ECLI:NL:CRVB:2015:3956
Centrale Raad van Beroep
- Hoger beroep
- Rechtspraak.nl
Weigering persoonsgebonden budget op basis van niet-naleving verplichtingen
In deze zaak heeft de Centrale Raad van Beroep op 11 november 2015 uitspraak gedaan in hoger beroep tegen een eerdere uitspraak van de rechtbank Den Haag. De appellant, vertegenwoordigd door zijn moeder en bijgestaan door mr. G.M.S. Koot, had een hoger beroep ingesteld tegen de weigering van het Zorgkantoor om een persoonsgebonden budget (pgb) te verlenen. Het Zorgkantoor had deze weigering gebaseerd op het feit dat de appellant zich niet had gehouden aan de verplichtingen die waren opgelegd bij de verstrekking van een eerder pgb. De Raad oordeelde dat het Zorgkantoor op goede gronden had geweigerd het pgb te verlenen, omdat de appellant niet had voldaan aan zijn verplichtingen om het pgb te verantwoorden. De Raad bevestigde dat artikel 2.6.4, eerste lid, van de Regeling subsidies AWBZ niet in strijd is met artikel 4:35 van de Algemene wet bestuursrecht (Awb) en derhalve niet onverbindend is.
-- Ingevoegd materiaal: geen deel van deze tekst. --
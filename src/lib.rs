//! Telemetry event core: a typed event model, property resolution, and a
//! decorator-style endpoint chain.
//!
//! An [`Event`] carries a name and an ordered bag of resolved property
//! values. Properties are supplied as literals or as zero-argument
//! suppliers, resolved exactly once when attached — at construction or when
//! a [`PropertySetter`] decorates an event on its way to a terminal sink.
//!
//! ```
//! use telemetry_core::{Endpoint, Event, InMemoryEndpoint, Properties, PropertySetter};
//!
//! let mut chain = PropertySetter::new(
//!     InMemoryEndpoint::new(),
//!     Properties::new().set("appVersion", "1.2.3"),
//! );
//!
//! chain.write(Some(Event::new("session.start")));
//! chain.close();
//!
//! let events = chain.inner().events();
//! assert_eq!(events.len(), 1);
//! ```

pub mod endpoint;
pub mod event;
pub mod format;
pub mod property;

pub use endpoint::{Endpoint, InMemoryEndpoint, PropertySetter};
pub use event::Event;
pub use format::{event_to_string, property_value_to_string};
pub use property::{Properties, PropertySource, PropertyValue};
//! The telemetry event record.

use indexmap::IndexMap;
use serde::ser::{Serialize, SerializeMap, Serializer};

use crate::property::{Properties, PropertyValue};

/// Reserved property name that addresses the event's name rather than an
/// entry in the property map.
pub(crate) const EVENT_NAME_KEY: &str = "eventName";

/// A named telemetry event with zero or more resolved properties.
///
/// Events are immutable after construction: every value reachable through an
/// `Event` is already resolved (never a supplier), and decorators that need
/// to change properties build a new event rather than mutating this one.
///
/// Equality is structural: two events are equal iff their names and their
/// full property mappings are equal.
#[derive(Debug, Clone, PartialEq)]
pub struct Event {
    name: PropertyValue,
    properties: IndexMap<String, PropertyValue>,
}

impl Event {
    /// Create an event with no properties. The name is stored verbatim,
    /// including [`PropertyValue::Null`] and [`PropertyValue::Undefined`].
    pub fn new(name: impl Into<PropertyValue>) -> Self {
        Self {
            name: name.into(),
            properties: IndexMap::new(),
        }
    }

    /// Create an event, resolving each property source in insertion order.
    ///
    /// A property named `eventName` assigns the event's name instead of
    /// landing in the property map, shadowing the `name` argument. Callers
    /// own that collision; it is not validated.
    pub fn with_properties(name: impl Into<PropertyValue>, properties: &Properties) -> Self {
        let mut event = Event::new(name);
        for (property_name, source) in properties.iter() {
            event.set_resolved(property_name, source.resolve());
        }
        event
    }

    pub fn name(&self) -> &PropertyValue {
        &self.name
    }

    /// Look up a property's resolved value.
    pub fn get(&self, name: &str) -> Option<&PropertyValue> {
        self.properties.get(name)
    }

    /// Property names in insertion order, excluding `eventName`.
    pub fn property_names(&self) -> impl Iterator<Item = &str> {
        self.properties.keys().map(String::as_str)
    }

    /// Name/value pairs in insertion order, excluding `eventName`.
    pub fn properties(&self) -> impl Iterator<Item = (&str, &PropertyValue)> {
        self.properties
            .iter()
            .map(|(name, value)| (name.as_str(), value))
    }

    pub fn property_count(&self) -> usize {
        self.properties.len()
    }

    /// Attach an already-resolved value, routing the reserved `eventName`
    /// key onto the name field. Shared by construction and decoration.
    pub(crate) fn set_resolved(&mut self, name: &str, value: PropertyValue) {
        if name == EVENT_NAME_KEY {
            self.name = value;
        } else {
            self.properties.insert(name.to_string(), value);
        }
    }
}

impl Serialize for Event {
    fn serialize<S: Serializer>(&self, serializer: S) -> Result<S::Ok, S::Error> {
        let mut map = serializer.serialize_map(Some(self.properties.len() + 1))?;
        map.serialize_entry(EVENT_NAME_KEY, &self.name)?;
        for (name, value) in &self.properties {
            map.serialize_entry(name, value)?;
        }
        map.end()
    }
}
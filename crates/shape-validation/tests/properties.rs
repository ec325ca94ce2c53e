//! Property-based tests for validation invariants.

use proptest::prelude::*;
use serde_json::{Value, json};
use shape_validation::{JsonKind, Schema, Validator, validate};

/// Arbitrary JSON data, a few levels deep
fn arb_value() -> impl Strategy<Value = Value> {
    let leaf = prop_oneof![
        Just(Value::Null),
        any::<bool>().prop_map(Value::from),
        (-1000i64..1000).prop_map(Value::from),
        (-1000.0f64..1000.0).prop_map(Value::from),
        "[a-z0-9 ]{0,8}".prop_map(Value::from),
    ];
    leaf.prop_recursive(3, 24, 4, |inner| {
        prop_oneof![
            prop::collection::vec(inner.clone(), 0..4).prop_map(Value::Array),
            prop::collection::btree_map("[a-c]", inner, 0..3)
                .prop_map(|map| Value::Object(map.into_iter().collect())),
        ]
    })
}

/// Arbitrary schema source: typed nodes with a handful of constraints, plus combinators
fn arb_schema() -> impl Strategy<Value = Value> {
    let leaf = (
        prop::sample::select(vec!["string", "number", "boolean", "array", "object", "date"]),
        any::<bool>(),
        prop::option::of(0u64..4),
    )
        .prop_map(|(type_name, nullable, bound)| {
            let mut schema = json!({"type": type_name, "nullable": nullable});
            if let Some(bound) = bound {
                let key = match type_name {
                    "string" => "maxLength",
                    "number" => "maximum",
                    "array" => "maxItems",
                    "object" => "maxProperties",
                    _ => return schema,
                };
                schema[key] = json!(bound);
            }
            schema
        });
    leaf.prop_recursive(2, 12, 3, |inner| {
        (
            prop::sample::select(vec!["anyOf", "oneOf"]),
            prop::collection::vec(inner, 0..3),
            any::<bool>(),
        )
            .prop_map(|(key, branches, nullable)| json!({key: branches, "nullable": nullable}))
    })
}

proptest! {
    #[test]
    fn null_verdict_follows_nullable(schema in arb_schema()) {
        let nullable = schema["nullable"].as_bool().unwrap_or(false);
        let schema = Schema::from_json(&schema).unwrap();
        let report = validate(&schema, &Value::Null);
        prop_assert_eq!(report.valid, nullable);
        if nullable {
            prop_assert!(report.errors.is_empty());
        } else {
            prop_assert_eq!(report.messages(), vec!["Value is null, but nullable false"]);
        }
    }

    #[test]
    fn strings_within_bounds_pass(
        (min, max, s) in (0usize..6, 0usize..10).prop_flat_map(|(min, extra)| {
            let max = min + extra;
            (Just(min), Just(max), prop::collection::vec(any::<char>(), min..=max)
                .prop_map(|chars| chars.into_iter().collect::<String>()))
        })
    ) {
        let schema = Schema::from_json(&json!({
            "type": "string",
            "minLength": min,
            "maxLength": max
        }))
        .unwrap();
        let report = validate(&schema, &Value::String(s));
        prop_assert!(report.valid);
        prop_assert!(report.errors.is_empty());
    }

    #[test]
    fn any_of_with_a_matching_branch_leaves_no_errors(
        data in arb_value().prop_filter("non-null", |v| !v.is_null()),
        others in prop::collection::vec(arb_schema(), 0..3),
        position in 0usize..4,
    ) {
        let mut branches = others;
        let matching = json!({"type": JsonKind::of(&data).name()});
        branches.insert(position.min(branches.len()), matching);

        let schema = Schema::from_json(&json!({"anyOf": branches})).unwrap();
        let report = validate(&schema, &data);
        prop_assert!(report.valid);
        prop_assert!(report.errors.is_empty());
    }

    #[test]
    fn one_of_with_two_matching_branches_fails(
        data in arb_value().prop_filter("non-null", |v| !v.is_null())
    ) {
        let branch = json!({"type": JsonKind::of(&data).name()});
        let schema = Schema::from_json(&json!({"oneOf": [branch.clone(), branch]})).unwrap();
        let report = validate(&schema, &data);
        prop_assert!(!report.valid);
        prop_assert_eq!(report.messages(), vec!["More than one schema valid for this data"]);
    }

    #[test]
    fn fresh_validators_are_deterministic(schema in arb_schema(), data in arb_value()) {
        let schema = Schema::from_json(&schema).unwrap();
        let mut first = Validator::new();
        let mut second = Validator::new();
        prop_assert_eq!(first.is_valid(&schema, &data), second.is_valid(&schema, &data));
        prop_assert_eq!(first.errors(), second.errors());
    }

    #[test]
    fn verdict_matches_error_log(schema in arb_schema(), data in arb_value()) {
        let schema = Schema::from_json(&schema).unwrap();
        let report = validate(&schema, &data);
        prop_assert_eq!(report.valid, report.errors.is_empty());
    }
}
//! JSON value helpers shared by the checkers
//!
//! - [`JsonKind`]: the primitive kind of a data value, used for type checks and
//!   error reporting
//! - [`deep_equal`]: structural equality used by `contains`, array `enum` and
//!   `uniqueItems`

use serde_json::Value;
use std::fmt;

/// Primitive kind of a JSON value
#[derive(Debug, Clone, Copy, PartialEq, Eq, Hash)]
pub enum JsonKind {
    Null,
    Boolean,
    Number,
    String,
    Array,
    Object,
}

impl JsonKind {
    /// Classify a data value
    pub fn of(value: &Value) -> Self {
        match value {
            Value::Null => JsonKind::Null,
            Value::Bool(_) => JsonKind::Boolean,
            Value::Number(_) => JsonKind::Number,
            Value::String(_) => JsonKind::String,
            Value::Array(_) => JsonKind::Array,
            Value::Object(_) => JsonKind::Object,
        }
    }

    pub fn name(self) -> &'static str {
        match self {
            JsonKind::Null => "null",
            JsonKind::Boolean => "boolean",
            JsonKind::Number => "number",
            JsonKind::String => "string",
            JsonKind::Array => "array",
            JsonKind::Object => "object",
        }
    }
}

impl fmt::Display for JsonKind {
    fn fmt(&self, f: &mut fmt::Formatter<'_>) -> fmt::Result {
        f.write_str(self.name())
    }
}

/// Type name of a possibly-missing value, for error messages
pub(crate) fn kind_name(value: Option<&Value>) -> &'static str {
    value.map_or("undefined", |v| JsonKind::of(v).name())
}

/// Structural equality of two data values.
///
/// Numbers compare by numeric value, so `1` equals `1.0`, but values of
/// different kinds never compare equal (`1` is not `"1"`). Objects compare by
/// key set and per-key value, ignoring key order.
pub fn deep_equal(a: &Value, b: &Value) -> bool {
    match (a, b) {
        (Value::Null, Value::Null) => true,
        (Value::Bool(x), Value::Bool(y)) => x == y,
        (Value::Number(x), Value::Number(y)) => {
            if let (Some(x), Some(y)) = (x.as_i64(), y.as_i64()) {
                return x == y;
            }
            if let (Some(x), Some(y)) = (x.as_u64(), y.as_u64()) {
                return x == y;
            }
            match (x.as_f64(), y.as_f64()) {
                (Some(x), Some(y)) => x == y,
                _ => false,
            }
        }
        (Value::String(x), Value::String(y)) => x == y,
        (Value::Array(x), Value::Array(y)) => {
            x.len() == y.len() && x.iter().zip(y).all(|(x, y)| deep_equal(x, y))
        }
        (Value::Object(x), Value::Object(y)) => {
            x.len() == y.len()
                && x.iter()
                    .all(|(key, x)| y.get(key).is_some_and(|y| deep_equal(x, y)))
        }
        _ => false,
    }
}

/// Count the elements of `items` that are distinct under [`deep_equal`]
pub(crate) fn distinct_count(items: &[Value]) -> usize {
    let mut distinct: Vec<&Value> = Vec::with_capacity(items.len());
    for item in items {
        if !distinct.iter().any(|seen| deep_equal(seen, item)) {
            distinct.push(item);
        }
    }
    distinct.len()
}

#[cfg(test)]
mod tests {
    use super::*;
    use serde_json::json;

    #[test]
    fn test_kind_of() {
        assert_eq!(JsonKind::of(&json!(null)), JsonKind::Null);
        assert_eq!(JsonKind::of(&json!(true)), JsonKind::Boolean);
        assert_eq!(JsonKind::of(&json!(1.5)), JsonKind::Number);
        assert_eq!(JsonKind::of(&json!("x")), JsonKind::String);
        assert_eq!(JsonKind::of(&json!([])), JsonKind::Array);
        assert_eq!(JsonKind::of(&json!({})), JsonKind::Object);
        assert_eq!(kind_name(None), "undefined");
    }

    #[test]
    fn test_deep_equal_numbers() {
        assert!(deep_equal(&json!(1), &json!(1.0)));
        assert!(deep_equal(&json!(-3), &json!(-3)));
        assert!(!deep_equal(&json!(1), &json!(2)));
        assert!(!deep_equal(&json!(1), &json!("1")));
        assert!(deep_equal(&json!(u64::MAX), &json!(u64::MAX)));
    }

    #[test]
    fn test_deep_equal_nested() {
        assert!(deep_equal(
            &json!({"a": [1, {"b": null}], "c": "d"}),
            &json!({"c": "d", "a": [1, {"b": null}]})
        ));
        assert!(!deep_equal(&json!([1, 2]), &json!([2, 1])));
        assert!(!deep_equal(&json!({"a": 1}), &json!({"a": 1, "b": 2})));
        assert!(!deep_equal(&json!({"a": 1}), &json!({"b": 1})));
    }

    #[test]
    fn test_distinct_count() {
        assert_eq!(distinct_count(&[json!(1), json!(2), json!(2)]), 2);
        assert_eq!(distinct_count(&[json!(1), json!("1")]), 2);
        assert_eq!(distinct_count(&[json!({"a": 1}), json!({"a": 1.0})]), 1);
        assert_eq!(distinct_count(&[]), 0);
    }
}
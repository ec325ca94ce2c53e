//! Validation options
//!
//! Two checks have a faithful form and a stricter form; [`ValidationOptions`]
//! selects between them. Options deserialize from camelCase JSON so they can
//! live next to a caller's other settings:
//!
//! ```
//! use shape_validation::{AdditionalPropertiesCheck, ItemValidation, ValidationOptions};
//!
//! let options: ValidationOptions =
//!     serde_json::from_str(r#"{"items": "recursive"}"#).unwrap();
//! assert_eq!(options.items, ItemValidation::Recursive);
//! assert_eq!(
//!     options.additional_properties,
//!     AdditionalPropertiesCheck::DeclaredKeys
//! );
//! ```

use serde::{Deserialize, Serialize};

#[derive(Debug, Clone, Copy, Default, PartialEq, Eq, Serialize, Deserialize)]
#[serde(rename_all = "camelCase", default)]
pub struct ValidationOptions {
    /// How array `items` schemas are applied to elements
    pub items: ItemValidation,
    /// How `additionalProperties: false` is enforced
    pub additional_properties: AdditionalPropertiesCheck,
}

/// How array `items` schemas are applied to elements
#[derive(Debug, Clone, Copy, Default, PartialEq, Eq, Serialize, Deserialize)]
#[serde(rename_all = "camelCase")]
pub enum ItemValidation {
    /// Each element's primitive kind must match its item schema's `type`.
    /// No other item-schema constraint is checked.
    #[default]
    KindOnly,
    /// Each element is fully validated against its item schema.
    Recursive,
}

/// How `additionalProperties: false` is enforced
#[derive(Debug, Clone, Copy, Default, PartialEq, Eq, Serialize, Deserialize)]
#[serde(rename_all = "camelCase")]
pub enum AdditionalPropertiesCheck {
    /// Every key of the data must be declared in `properties`.
    #[default]
    DeclaredKeys,
    /// The data must have exactly as many keys as `properties` declares.
    /// Undeclared keys pass when the counts happen to match.
    CountOnly,
}

impl ValidationOptions {
    pub fn with_items(mut self, items: ItemValidation) -> Self {
        self.items = items;
        self
    }

    pub fn with_additional_properties(mut self, check: AdditionalPropertiesCheck) -> Self {
        self.additional_properties = check;
        self
    }
}
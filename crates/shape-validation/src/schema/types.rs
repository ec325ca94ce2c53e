//! Schema type definitions
//!
//! This module contains the constraint structs for each schema kind. Each
//! struct only carries the keywords that its kind understands; an unset bound
//! (`None`) imposes no constraint.

use indexmap::IndexMap;
use regex::Regex;
use std::fmt;

use super::Schema;

/// String type schema
#[derive(Debug, Clone, Default, PartialEq)]
pub struct StringSchema {
    pub min_length: Option<usize>,
    pub max_length: Option<usize>,
    pub enum_values: Option<Vec<String>>,
    pub pattern: Option<Pattern>,
    pub format: Option<StringFormat>,
}

/// Number type schema (integer or float)
#[derive(Debug, Clone, Default, PartialEq)]
pub struct NumberSchema {
    pub minimum: Option<f64>,
    pub maximum: Option<f64>,
    pub enum_values: Option<Vec<f64>>,
}

/// Array type schema
#[derive(Debug, Clone, Default, PartialEq)]
pub struct ArraySchema {
    pub min_items: Option<usize>,
    pub max_items: Option<usize>,
    /// A literal value that at least one element must deep-equal
    pub contains: Option<serde_json::Value>,
    pub items: Option<ItemsSchema>,
    /// Whole arrays the data may equal (order-sensitive)
    pub enum_values: Option<Vec<Vec<serde_json::Value>>>,
    pub unique_items: bool,
}

/// The `items` keyword of an array schema
#[derive(Debug, Clone, PartialEq)]
pub enum ItemsSchema {
    /// One schema applied to every element
    Single(Box<Schema>),
    /// Per-index schemas (tuple validation)
    Tuple(Vec<Schema>),
}

impl ItemsSchema {
    /// The item schema governing the element at `index`, if any
    pub fn schema_for(&self, index: usize) -> Option<&Schema> {
        match self {
            ItemsSchema::Single(schema) => Some(schema),
            ItemsSchema::Tuple(schemas) => schemas.get(index),
        }
    }
}

/// Object type schema
#[derive(Debug, Clone, Default, PartialEq)]
pub struct ObjectSchema {
    pub min_properties: Option<usize>,
    pub max_properties: Option<usize>,
    pub required: Option<Vec<String>>,
    /// Declared properties, in declaration order
    pub properties: Option<IndexMap<String, Schema>>,
    /// `Some(false)` forbids keys outside `properties`
    pub additional_properties: Option<bool>,
}

impl ObjectSchema {
    /// Whether keys outside `properties` are forbidden
    pub fn is_closed(&self) -> bool {
        self.additional_properties == Some(false)
    }
}

/// A compiled `pattern` keyword
///
/// Matching is unanchored: the pattern may match anywhere in the string.
/// Two patterns are equal when their source text is equal.
#[derive(Debug, Clone)]
pub struct Pattern {
    source: String,
    regex: Regex,
}

impl Pattern {
    pub fn new(source: impl Into<String>) -> Result<Self, regex::Error> {
        let source = source.into();
        let regex = Regex::new(&source)?;
        Ok(Self { source, regex })
    }

    pub fn as_str(&self) -> &str {
        &self.source
    }

    pub fn is_match(&self, text: &str) -> bool {
        self.regex.is_match(text)
    }
}

impl PartialEq for Pattern {
    fn eq(&self, other: &Self) -> bool {
        self.source == other.source
    }
}

impl fmt::Display for Pattern {
    fn fmt(&self, f: &mut fmt::Formatter<'_>) -> fmt::Result {
        f.write_str(&self.source)
    }
}

/// The `format` keyword of a string schema
#[derive(Debug, Clone, PartialEq, Eq)]
pub enum StringFormat {
    /// `local@domain.tld`
    Email,
    /// A calendar date
    Date,
    /// Any other format name; accepted without checks
    Other(String),
}

impl StringFormat {
    pub fn parse(name: &str) -> Self {
        match name {
            "email" => StringFormat::Email,
            "date" => StringFormat::Date,
            other => StringFormat::Other(other.to_string()),
        }
    }

    pub fn name(&self) -> &str {
        match self {
            StringFormat::Email => "email",
            StringFormat::Date => "date",
            StringFormat::Other(name) => name,
        }
    }
}
/// Accepts the ISO 8601 date forms: `YYYY`, `YYYY-MM`, `YYYY-MM-DD`, and
/// date-times with minute or second precision, either local or with a `Z` or
/// `±HH:MM` offset
fn is_calendar_date(s: &str) -> bool {
    if let Some(caps) = PARTIAL_DATE_RE.captures(s) {
        let month = caps.get(2).map_or("01", |m| m.as_str());
        let first_day = format!("{}-{month}-01", &caps[1]);
        return NaiveDate::parse_from_str(&first_day, "%Y-%m-%d").is_ok();
    }
    if NaiveDate::parse_from_str(s, "%Y-%m-%d").is_ok() || DateTime::parse_from_rfc3339(s).is_ok() {
        return true;
    }

    let local = s.strip_suffix('Z').unwrap_or(s);
    LOCAL_DATE_TIME_FORMATS
        .iter()
        .any(|format| NaiveDateTime::parse_from_str(local, format).is_ok())
        || OFFSET_DATE_TIME_FORMATS
            .iter()
            .any(|format| DateTime::parse_from_str(s, format).is_ok())
}

/// Validate a number value
fn validate_number(
    value: Option<&Value>,
    schema: &NumberSchema,
    context: &mut ValidationContext,
) -> bool {
    let Some(num) = value.and_then(Value::as_f64) else {
        return type_mismatch("number", value, context);
    };

    if let Some(allowed) = &schema.enum_values
        && !allowed.iter().any(|candidate| *candidate == num)
    {
        context.add_error(ValidationErrorKind::InvalidEnumValue {
            value: num.to_string(),
        });
        return false;
    }

    if let Some(maximum) = schema.maximum
        && num > maximum
    {
        context.add_error(ValidationErrorKind::NumberTooLarge {
            value: num,
            maximum,
        });
        return false;
    }

    if let Some(minimum) = schema.minimum
        && num < minimum
    {
        context.add_error(ValidationErrorKind::NumberTooSmall {
            value: num,
            minimum,
        });
        return false;
    }

    true
}

/// Validate a boolean value
fn validate_boolean(value: Option<&Value>, context: &mut ValidationContext) -> bool {
    match value {
        Some(Value::Bool(_)) => true,
        _ => type_mismatch("boolean", value, context),
    }
}

/// Validate an array value
fn validate_array(
    value: Option<&Value>,
    schema: &ArraySchema,
    context: &mut ValidationContext,
) -> bool {
    let Some(Value::Array(items)) = value else {
        return type_mismatch("array", value, context);
    };
    let length = items.len();

    if let Some(min_items) = schema.min_items
        && length < min_items
    {
        context.add_error(ValidationErrorKind::TooFewItems { length, min_items });
        return false;
    }

    if let Some(max_items) = schema.max_items
        && length > max_items
    {
        context.add_error(ValidationErrorKind::TooManyItems { length, max_items });
        return false;
    }

    if let Some(expected) = &schema.contains
        && !items.iter().any(|item| deep_equal(item, expected))
    {
        context.add_error(ValidationErrorKind::MissingContainedValue {
            expected: expected.clone(),
        });
        return false;
    }

    if let Some(item_schemas) = &schema.items {
        let items_valid = match context.options.items {
            ItemValidation::KindOnly => check_item_kinds(items, item_schemas, context),
            ItemValidation::Recursive => context.with_schema_path("items", |ctx| {
                validate_items_recursively(items, item_schemas, ctx)
            }),
        };
        if !items_valid {
            return false;
        }
    }

    if let Some(allowed) = &schema.enum_values
        && !allowed.iter().any(|candidate| {
            candidate.len() == length && candidate.iter().zip(items).all(|(a, b)| deep_equal(a, b))
        })
    {
        context.add_error(ValidationErrorKind::ArrayNotInEnum);
        return false;
    }

    if schema.unique_items && distinct_count(items) != length {
        context.add_error(ValidationErrorKind::ArrayItemsNotUnique);
        return false;
    }

    true
}

/// Shallow check: every element's kind must match its item schema's `type`.
///
/// Elements past the end of a tuple are unconstrained. A `null` element passes
/// when its item schema is nullable.
fn check_item_kinds(items: &[Value], item_schemas: &ItemsSchema, context: &mut ValidationContext) -> bool {
    for (index, item) in items.iter().enumerate() {
        let Some(item_schema) = item_schemas.schema_for(index) else {
            continue;
        };
        if item.is_null() && item_schema.nullable {
            continue;
        }

        let got = JsonKind::of(item);
        let matches = match item_schema.kind.kind_check() {
            KindCheck::Unconstrained => true,
            KindCheck::Exactly(expected) => expected == got,
            KindCheck::Unsatisfiable => false,
        };
        if !matches {
            context.with_instance_path(PathSegment::Index(index), |ctx| {
                ctx.add_error(ValidationErrorKind::ItemTypeMismatch {
                    index,
                    expected: item_schema.kind.type_name().to_string(),
                    got: got.name().to_string(),
                });
            });
            return false;
        }
    }
    true
}

/// Full check: every element is validated against its item schema.
fn validate_items_recursively(
    items: &[Value],
    item_schemas: &ItemsSchema,
    context: &mut ValidationContext,
) -> bool {
    for (index, item) in items.iter().enumerate() {
        let Some(item_schema) = item_schemas.schema_for(index) else {
            continue;
        };
        let valid = context.with_instance_path(PathSegment::Index(index), |ctx| {
            validate_generic(Some(item), item_schema, ctx)
        });
        if !valid {
            return false;
        }
    }
    true
}

/// Validate an object value
fn validate_object(
    value: Option<&Value>,
    schema: &ObjectSchema,
    context: &mut ValidationContext,
) -> bool {
    let Some(Value::Object(entries)) = value else {
        return type_mismatch("object", value, context);
    };
    let count = entries.len();

    if let Some(min_properties) = schema.min_properties
        && count < min_properties
    {
        context.add_error(ValidationErrorKind::TooFewProperties {
            count,
            min_properties,
        });
        return false;
    }

    if let Some(max_properties) = schema.max_properties
        && count > max_properties
    {
        context.add_error(ValidationErrorKind::TooManyProperties {
            count,
            max_properties,
        });
        return false;
    }

    if let Some(required) = &schema.required
        && let Some(missing) = required.iter().find(|key| !entries.contains_key(key.as_str()))
    {
        context.add_error(ValidationErrorKind::MissingRequiredProperty {
            property: missing.clone(),
        });
        return false;
    }

    let Some(properties) = &schema.properties else {
        return true;
    };

    if schema.is_closed() {
        let violation = match context.options.additional_properties {
            AdditionalPropertiesCheck::DeclaredKeys => entries
                .keys()
                .find(|key| !properties.contains_key(key.as_str()))
                .map(|key| Some(key.clone())),
            AdditionalPropertiesCheck::CountOnly => (properties.len() != count).then_some(None),
        };
        if let Some(property) = violation {
            context.add_error(ValidationErrorKind::AdditionalProperties { property });
            return false;
        }
    }

    // Every declared property is checked so each failure leaves its own errors
    let mut failed = Vec::new();
    context.with_schema_path("properties", |ctx| {
        for (key, property_schema) in properties {
            let valid = ctx.with_instance_path(PathSegment::Key(key.clone()), |ctx| {
                ctx.with_schema_path(key.as_str(), |ctx| {
                    validate_generic(entries.get(key), property_schema, ctx)
                })
            });
            if !valid {
                failed.push(key.clone());
            }
        }
    });

    if !failed.is_empty() {
        context.add_error(ValidationErrorKind::InvalidProperties { properties: failed });
        return false;
    }

    true
}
De rechtbank had eerder geoordeeld dat de aanvraag van de appellant terecht was afgewezen, omdat het intrekkingsbesluit van het eerdere pgb in rechte vaststond. De Raad volgde deze overwegingen en oordeelde dat er geen aanleiding was om tot een ander oordeel te komen. De uitspraak van de rechtbank werd bevestigd en er werd geen proceskostenveroordeling opgelegd.